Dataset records

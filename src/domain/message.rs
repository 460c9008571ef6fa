use schemars::JsonSchema;
use serde::{Deserialize, Serialize};

/// 聊天事件信封 / Chat event envelope
///
/// 所有入站与出站事件共用一个 `{type, data}` 外壳
/// Every inbound and outbound event shares the `{type, data}` shell
#[derive(Serialize, Deserialize, Debug, Clone, JsonSchema)]
pub struct ChatEvent {
    #[serde(rename = "type")]
    pub event: String,
    #[serde(default)]
    pub data: serde_json::Value,
}

impl ChatEvent {
    pub fn new(event: impl Into<String>, data: serde_json::Value) -> Self {
        Self {
            event: event.into(),
            data,
        }
    }

    pub fn to_text(&self) -> anyhow::Result<String> {
        Ok(serde_json::to_string(self)?)
    }
}

/// 鉴权请求 / Auth request
#[derive(Serialize, Deserialize, Debug, JsonSchema)]
pub struct AuthData {
    pub uid: String,
    #[serde(default)]
    pub token: String,
}

/// 进入会话 / Join a conversation
#[derive(Serialize, Deserialize, Debug, JsonSchema)]
pub struct JoinChatData {
    pub friend_id: String,
}

/// 发送消息 / Send a message
#[derive(Serialize, Deserialize, Debug, JsonSchema)]
pub struct SendMessageData {
    pub recipient_id: String,
    #[serde(default)]
    pub content: String,
    #[serde(default)]
    pub attachments: Vec<String>,
    #[serde(skip_serializing_if = "Option::is_none")]
    pub temp_id: Option<String>,
}

/// 批量已读 / Bulk read-mark
#[derive(Serialize, Deserialize, Debug, JsonSchema)]
pub struct MarkReadData {
    pub message_ids: Vec<String>,
}

/// 删除消息 / Delete a message
#[derive(Serialize, Deserialize, Debug, JsonSchema)]
pub struct DeleteMessageData {
    pub message_id: String,
}

/// 输入状态 / Typing status
#[derive(Serialize, Deserialize, Debug, Clone, Copy, PartialEq, Eq, JsonSchema)]
#[serde(rename_all = "lowercase")]
pub enum TypingStatus {
    Start,
    Stop,
}

/// 输入指示 / Typing indicator
#[derive(Serialize, Deserialize, Debug, JsonSchema)]
pub struct TypingData {
    #[serde(default)]
    pub recipient_id: Option<String>,
    pub status: TypingStatus,
}

/// 按通知ID批量已读 / Bulk read-mark by notification id
#[derive(Serialize, Deserialize, Debug, JsonSchema)]
pub struct MarkNotificationsReadData {
    #[serde(default)]
    pub notification_ids: Vec<String>,
}

/// 连接欢迎响应 / Connect welcome response
#[derive(Serialize, Deserialize, Debug, JsonSchema)]
pub struct ConnectResponse {
    pub status: String,
    pub message: String,
}
use anyhow::Result;
use serde::Deserialize;

/// 服务配置 / Server configuration
#[derive(Clone, Debug, Deserialize)]
#[serde(default)]
pub struct ServerConfig {
    pub host: String,
    pub ws_port: u16,
    pub heartbeat_timeout_ms: u64,
}

impl Default for ServerConfig {
    fn default() -> Self {
        Self {
            host: "127.0.0.1".to_string(),
            ws_port: 5300,
            heartbeat_timeout_ms: 30_000,
        }
    }
}

/// 鉴权配置 / Auth configuration
#[derive(Clone, Debug, Deserialize)]
#[serde(default)]
pub struct AuthConfig {
    pub enabled: bool,
    pub center_url: String,
    pub timeout_ms: u64,
    /// 握手必须在此时限内完成 / The handshake must complete within this window
    pub deadline_ms: u64,
}

impl Default for AuthConfig {
    fn default() -> Self {
        Self {
            enabled: false,
            center_url: "http://127.0.0.1:8090".to_string(),
            timeout_ms: 1000,
            deadline_ms: 1000,
        }
    }
}

#[derive(Clone, Debug, Default, Deserialize)]
#[serde(default)]
pub struct AppConfig {
    pub server: ServerConfig,
    pub auth: AuthConfig,
}

/// 加载配置文件并应用环境变量覆盖 / Load the config file with env overrides
pub fn load(path: &str) -> Result<AppConfig> {
    let cfg = config::Config::builder()
        .add_source(config::File::with_name(path).required(false))
        .add_source(config::Environment::with_prefix("CAMPUS_CONNECT").separator("__"))
        .build()?;
    Ok(cfg.try_deserialize()?)
}

#[cfg(test)]
mod tests {
    use super::*;

    #[test]
    fn missing_file_falls_back_to_defaults() {
        let cfg = load("config/definitely-not-here").unwrap();
        assert_eq!(cfg.server.ws_port, 5300);
        assert!(!cfg.auth.enabled);
        assert_eq!(cfg.auth.deadline_ms, 1000);
    }
}
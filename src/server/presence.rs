use chrono::{DateTime, Utc};
use dashmap::DashMap;
use serde::{Deserialize, Serialize};

/// 在线状态 / Presence status
///
/// `online`：已连接且正聚焦在某个会话；`active`：已连接但不在会话中；
/// `offline`：没有任何连接。
/// `online`: connected and focused on a conversation; `active`: connected
/// but away from any conversation; `offline`: no connections at all.
#[derive(Clone, Copy, Debug, PartialEq, Eq, Serialize, Deserialize)]
#[serde(rename_all = "lowercase")]
pub enum PresenceStatus {
    Online,
    Active,
    Offline,
}

impl PresenceStatus {
    pub fn as_str(&self) -> &'static str {
        match self {
            PresenceStatus::Online => "online",
            PresenceStatus::Active => "active",
            PresenceStatus::Offline => "offline",
        }
    }
}

/// 单用户在线记录 / Per-user presence record
#[derive(Clone, Debug, Serialize)]
pub struct PresenceRecord {
    pub status: PresenceStatus,
    pub last_seen: DateTime<Utc>,
    /// 正在查看与哪位好友的会话 / Which peer's conversation is being viewed
    #[serde(skip_serializing_if = "Option::is_none")]
    pub viewing: Option<String>,
}

/// 在线状态跟踪器 / Presence tracker
///
/// 不落库：重启后所有用户回到offline，重连时自愈
/// Never persisted: a restart resets everyone to offline and reconnects
/// self-heal the map
pub struct PresenceTracker {
    records: DashMap<String, PresenceRecord>,
}

impl PresenceTracker {
    pub fn new() -> Self {
        Self {
            records: DashMap::new(),
        }
    }

    /// 首个连接注册：offline -> online / First connection registered
    pub fn mark_connected(&self, uid: &str) -> PresenceStatus {
        self.set(uid, PresenceStatus::Online, None)
    }

    /// 进入会话：-> online，并记录对端 / Join a conversation
    pub fn join_conversation(&self, uid: &str, friend_id: &str) -> PresenceStatus {
        self.set(uid, PresenceStatus::Online, Some(friend_id.to_string()))
    }

    /// 离开会话但保持连接：-> active / Leave a conversation while connected
    pub fn leave_conversation(&self, uid: &str) -> PresenceStatus {
        self.set(uid, PresenceStatus::Active, None)
    }

    /// 最后一个连接关闭：-> offline / Last connection closed
    pub fn mark_disconnected(&self, uid: &str) -> PresenceStatus {
        self.set(uid, PresenceStatus::Offline, None)
    }

    /// 通知路径查询的权威状态 / Authoritative status consulted by the notification path
    pub fn status_of(&self, uid: &str) -> PresenceStatus {
        self.records
            .get(uid)
            .map(|r| r.status)
            .unwrap_or(PresenceStatus::Offline)
    }

    pub fn record_of(&self, uid: &str) -> Option<PresenceRecord> {
        self.records.get(uid).map(|r| r.clone())
    }

    /// 全量状态快照，供 get_online_users 广播 / Full snapshot for get_online_users
    pub fn snapshot(&self) -> serde_json::Value {
        let mut map = serde_json::Map::new();
        for entry in self.records.iter() {
            map.insert(
                entry.key().clone(),
                serde_json::to_value(entry.value()).unwrap_or(serde_json::Value::Null),
            );
        }
        serde_json::Value::Object(map)
    }

    fn set(&self, uid: &str, status: PresenceStatus, viewing: Option<String>) -> PresenceStatus {
        self.records.insert(
            uid.to_string(),
            PresenceRecord {
                status,
                last_seen: Utc::now(),
                viewing,
            },
        );
        status
    }
}

impl Default for PresenceTracker {
    fn default() -> Self {
        Self::new()
    }
}

#[cfg(test)]
mod tests {
    use super::*;

    #[test]
    fn unknown_user_is_offline() {
        let tracker = PresenceTracker::new();
        assert_eq!(tracker.status_of("u1"), PresenceStatus::Offline);
    }

    #[test]
    fn transition_table() {
        let tracker = PresenceTracker::new();

        // offline -> online 首连 / first connection
        tracker.mark_connected("u1");
        assert_eq!(tracker.status_of("u1"), PresenceStatus::Online);

        // online -> active 离开会话 / leave conversation
        tracker.leave_conversation("u1");
        assert_eq!(tracker.status_of("u1"), PresenceStatus::Active);
        assert!(tracker.record_of("u1").unwrap().viewing.is_none());

        // active -> online 进入会话，记录对端 / join, peer recorded
        tracker.join_conversation("u1", "u2");
        assert_eq!(tracker.status_of("u1"), PresenceStatus::Online);
        assert_eq!(
            tracker.record_of("u1").unwrap().viewing.as_deref(),
            Some("u2")
        );

        // -> offline 最后连接关闭 / last connection closed
        tracker.mark_disconnected("u1");
        assert_eq!(tracker.status_of("u1"), PresenceStatus::Offline);
    }

    #[test]
    fn snapshot_serializes_status_strings() {
        let tracker = PresenceTracker::new();
        tracker.mark_connected("u1");
        let snap = tracker.snapshot();
        assert_eq!(snap["u1"]["status"], "online");
        assert!(snap["u1"]["last_seen"].is_string());
    }
}
use anyhow::Result;
use tokio::net::TcpListener;
use tracing::info;

use crate::server::CampusIMServer;

/// 启动WS监听 / Start WS listener
impl CampusIMServer {
    pub async fn run(&self, host: String, port: u16) -> Result<()> {
        let addr = format!("{}:{}", host, port);
        let listener = TcpListener::bind(&addr).await?;
        info!("🚀 campus-connect-im WebSocket server starting on {}", addr);
        info!("📡 Waiting for connections...");

        while let Ok((stream, peer_addr)) = listener.accept().await {
            let server = self.clone();
            tokio::spawn(async move {
                if let Err(e) = crate::ws::connection::handle_connection(stream, peer_addr, server).await
                {
                    tracing::error!("Connection error from {}: {}", peer_addr, e);
                }
            });
        }

        Ok(())
    }
}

YOUR TASK:
The lines from the beginning of the records through the line containing "by notification id" should be reproduced exactly. Include nothing else.

ANSWER TO THIS TASK:
filename src/domain/message.rs
repository 460c9008571ef6fa
use schemars::JsonSchema;
use serde::{Deserialize, Serialize};

/// 聊天事件信封 / Chat event envelope
///
/// 所有入站与出站事件共用一个 `{type, data}` 外壳
/// Every inbound and outbound event shares the `{type, data}` shell
#[derive(Serialize, Deserialize, Debug, Clone, JsonSchema)]
pub struct ChatEvent {
    #[serde(rename = "type")]
    pub event: String,
    #[serde(default)]
    pub data: serde_json::Value,
}

impl ChatEvent {
    pub fn new(event: impl Into<String>, data: serde_json::Value) -> Self {
        Self {
            event: event.into(),
            data,
        }
    }

    pub fn to_text(&self) -> anyhow::Result<String> {
        Ok(serde_json::to_string(self)?)
    }
}

/// 鉴权请求 / Auth request
#[derive(Serialize, Deserialize, Debug, JsonSchema)]
pub struct AuthData {
    pub uid: String,
    #[serde(default)]
    pub token: String,
}

/// 进入会话 / Join a conversation
#[derive(Serialize, Deserialize, Debug, JsonSchema)]
pub struct JoinChatData {
    pub friend_id: String,
}

/// 发送消息 / Send a message
#[derive(Serialize, Deserialize, Debug, JsonSchema)]
pub struct SendMessageData {
    pub recipient_id: String,
    #[serde(default)]
    pub content: String,
    #[serde(default)]
    pub attachments: Vec<String>,
    #[serde(skip_serializing_if = "Option::is_none")]
    pub temp_id: Option<String>,
}

/// 批量已读 / Bulk read-mark
#[derive(Serialize, Deserialize, Debug, JsonSchema)]
pub struct MarkReadData {
    pub message_ids: Vec<String>,
}

/// 删除消息 / Delete a message
#[derive(Serialize, Deserialize, Debug, JsonSchema)]
pub struct DeleteMessageData {
    pub message_id: String,
}

/// 输入状态 / Typing status
#[derive(Serialize, Deserialize, Debug, Clone, Copy, PartialEq, Eq, JsonSchema)]
#[serde(rename_all = "lowercase")]
pub enum TypingStatus {
    Start,
    Stop,
}

/// 输入指示 / Typing indicator
#[derive(Serialize, Deserialize, Debug, JsonSchema)]
pub struct TypingData {
    #[serde(default)]
    pub recipient_id: Option<String>,
    pub status: TypingStatus,
}

/// 按通知ID批量已读 / Bulk read-mark by notification id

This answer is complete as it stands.